**Problem description**
The required answer is each line in the entries below where "String" occurs.

START Supplied information

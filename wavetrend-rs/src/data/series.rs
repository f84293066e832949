//! Ordered bar series for one (instrument, timeframe)

use crate::data::{Bar, Timeframe};
use crate::error::CoreError;
use std::collections::VecDeque;
use tracing::warn;

/// Bars of one instrument and timeframe, oldest first.
///
/// Timestamps are unique and strictly ascending. Only the last bar (the
/// current bar) may change; every earlier bar is sealed.
#[derive(Debug, Clone)]
pub struct BarSeries {
    instrument: String,
    timeframe: Timeframe,
    bars: VecDeque<Bar>,
    max_bars: usize,
}

impl BarSeries {
    /// Create new empty series keeping at most `max_bars` bars
    pub fn new(instrument: impl Into<String>, timeframe: Timeframe, max_bars: usize) -> Self {
        Self {
            instrument: instrument.into(),
            timeframe,
            bars: VecDeque::new(),
            max_bars: max_bars.max(1),
        }
    }

    pub fn instrument(&self) -> &str {
        &self.instrument
    }

    pub fn timeframe(&self) -> Timeframe {
        self.timeframe
    }

    /// Get number of bars
    pub fn len(&self) -> usize {
        self.bars.len()
    }

    /// Check if series is empty
    pub fn is_empty(&self) -> bool {
        self.bars.is_empty()
    }

    /// Most recent (still open) bar
    pub fn current_bar(&self) -> Option<&Bar> {
        self.bars.back()
    }

    /// Bar opened at `timestamp`, if any
    pub fn get(&self, timestamp: i64) -> Option<&Bar> {
        self.bars
            .binary_search_by_key(&timestamp, |b| b.timestamp)
            .ok()
            .and_then(|idx| self.bars.get(idx))
    }

    /// Replace the whole series with historical bars.
    ///
    /// Sorts ascending and de-duplicates by timestamp with the last write
    /// winning, so an unordered or repeated batch still yields a valid series.
    /// Bars that fail validation are skipped. Returns the number kept.
    pub fn replace_all(&mut self, bars: Vec<Bar>) -> usize {
        let mut bars: Vec<Bar> = bars
            .into_iter()
            .filter(|bar| match bar.validate() {
                Ok(()) => true,
                Err(e) => {
                    warn!("Skipping historical bar for {} {}: {}", self.instrument, self.timeframe, e);
                    false
                }
            })
            .collect();
        // stable: equal timestamps keep input order
        bars.sort_by_key(|b| b.timestamp);

        let mut deduped: VecDeque<Bar> = VecDeque::with_capacity(bars.len());
        for bar in bars {
            match deduped.back_mut() {
                Some(last) if last.timestamp == bar.timestamp => *last = bar,
                _ => deduped.push_back(bar),
            }
        }

        self.bars = deduped;
        self.enforce_retention();
        self.bars.len()
    }

    /// Insert `bar` as the new tail, or merge it into the current bar.
    pub fn append_or_mutate(&mut self, bar: Bar) -> Result<(), CoreError> {
        bar.validate()?;

        let Some(tail) = self.bars.back_mut() else {
            self.bars.push_back(bar);
            return Ok(());
        };

        if bar.timestamp > tail.timestamp {
            let gap = bar.timestamp - tail.timestamp;
            if gap > self.timeframe.interval_ms() {
                warn!(
                    "Gap in {} {}: {} missing bar(s) before {}",
                    self.instrument,
                    self.timeframe,
                    gap / self.timeframe.interval_ms() - 1,
                    bar.timestamp
                );
            }
            self.bars.push_back(bar);
            self.enforce_retention();
            return Ok(());
        }

        if bar.timestamp == tail.timestamp {
            tail.merge(&bar);
            return Ok(());
        }

        let tail_timestamp = tail.timestamp;
        if self.get(bar.timestamp).is_some() {
            Err(CoreError::SealedBar {
                instrument: self.instrument.clone(),
                timeframe: self.timeframe.label(),
                timestamp: bar.timestamp,
            })
        } else {
            Err(CoreError::StaleTimestamp {
                instrument: self.instrument.clone(),
                timeframe: self.timeframe.label(),
                timestamp: bar.timestamp,
                tail: tail_timestamp,
            })
        }
    }

    /// Copy of the last `max_len` bars (all when `None`), newest first
    pub fn snapshot(&self, max_len: Option<usize>) -> Vec<Bar> {
        let take = max_len.unwrap_or(self.bars.len());
        self.bars.iter().rev().take(take).copied().collect()
    }

    /// Copy of the last `max_len` bars (all when `None`), oldest first
    pub fn snapshot_chronological(&self, max_len: Option<usize>) -> Vec<Bar> {
        let take = max_len.unwrap_or(self.bars.len()).min(self.bars.len());
        self.bars.iter().skip(self.bars.len() - take).copied().collect()
    }

    /// Iterate bars oldest first
    pub fn iter(&self) -> impl Iterator<Item = &Bar> {
        self.bars.iter()
    }

    fn enforce_retention(&mut self) {
        while self.bars.len() > self.max_bars {
            self.bars.pop_front();
        }
    }
}

#[cfg(test)]
mod tests {
    use super::*;

    fn series() -> BarSeries {
        BarSeries::new("BTC/USDT", Timeframe::minutes(1), 500)
    }

    #[test]
    fn test_append_and_merge_tail() {
        let mut s = series();
        s.append_or_mutate(Bar::from_price(0, 10.0)).unwrap();
        s.append_or_mutate(Bar::new(0, 10.0, 12.0, 10.0, 11.0, 0.0)).unwrap();
        assert_eq!(s.len(), 1);
        assert_eq!(s.current_bar().unwrap().high, 12.0);
        assert_eq!(s.current_bar().unwrap().close, 11.0);

        s.append_or_mutate(Bar::from_price(60_000, 11.0)).unwrap();
        assert_eq!(s.len(), 2);
        assert_eq!(s.current_bar().unwrap().timestamp, 60_000);
    }

    #[test]
    fn test_stale_and_sealed() {
        let mut s = series();
        s.append_or_mutate(Bar::from_price(0, 10.0)).unwrap();
        s.append_or_mutate(Bar::from_price(120_000, 10.0)).unwrap();

        let err = s.append_or_mutate(Bar::from_price(60_000, 10.0)).unwrap_err();
        assert!(matches!(err, CoreError::StaleTimestamp { timestamp: 60_000, tail: 120_000, .. }));

        let err = s.append_or_mutate(Bar::from_price(0, 99.0)).unwrap_err();
        assert!(matches!(err, CoreError::SealedBar { timestamp: 0, .. }));
        assert_eq!(s.get(0).unwrap().close, 10.0);
    }

    #[test]
    fn test_gap_is_tolerated() {
        let mut s = series();
        s.append_or_mutate(Bar::from_price(0, 10.0)).unwrap();
        s.append_or_mutate(Bar::from_price(300_000, 10.0)).unwrap();
        assert_eq!(s.len(), 2);
    }

    #[test]
    fn test_replace_all_sorts_and_dedups_last_wins() {
        let mut s = series();
        let kept = s.replace_all(vec![
            Bar::from_price(120_000, 3.0),
            Bar::from_price(0, 1.0),
            Bar::from_price(60_000, 2.0),
            Bar::from_price(60_000, 2.5),
            Bar::new(180_000, 1.0, 0.5, 2.0, 1.0, 0.0), // invalid, skipped
        ]);
        assert_eq!(kept, 3);
        let timestamps: Vec<i64> = s.iter().map(|b| b.timestamp).collect();
        assert_eq!(timestamps, vec![0, 60_000, 120_000]);
        assert_eq!(s.get(60_000).unwrap().close, 2.5);
    }

    #[test]
    fn test_retention() {
        let mut s = BarSeries::new("BTC/USDT", Timeframe::minutes(1), 3);
        for i in 0..5 {
            s.append_or_mutate(Bar::from_price(i * 60_000, 1.0)).unwrap();
        }
        assert_eq!(s.len(), 3);
        assert_eq!(s.iter().next().unwrap().timestamp, 120_000);
    }

    #[test]
    fn test_snapshots() {
        let mut s = series();
        for i in 0..5 {
            s.append_or_mutate(Bar::from_price(i * 60_000, i as f64 + 1.0)).unwrap();
        }
        let newest_first: Vec<i64> = s.snapshot(Some(3)).iter().map(|b| b.timestamp).collect();
        assert_eq!(newest_first, vec![240_000, 180_000, 120_000]);

        let oldest_first: Vec<i64> = s
            .snapshot_chronological(Some(3))
            .iter()
            .map(|b| b.timestamp)
            .collect();
        assert_eq!(oldest_first, vec![120_000, 180_000, 240_000]);

        assert_eq!(s.snapshot(None).len(), 5);
        assert_eq!(s.snapshot_chronological(Some(50)).len(), 5);
    }
}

END Supplied information

**Task output**
    instrument: String,
    pub fn new(instrument: impl Into<String>, timeframe: Timeframe, max_bars: usize) -> Self {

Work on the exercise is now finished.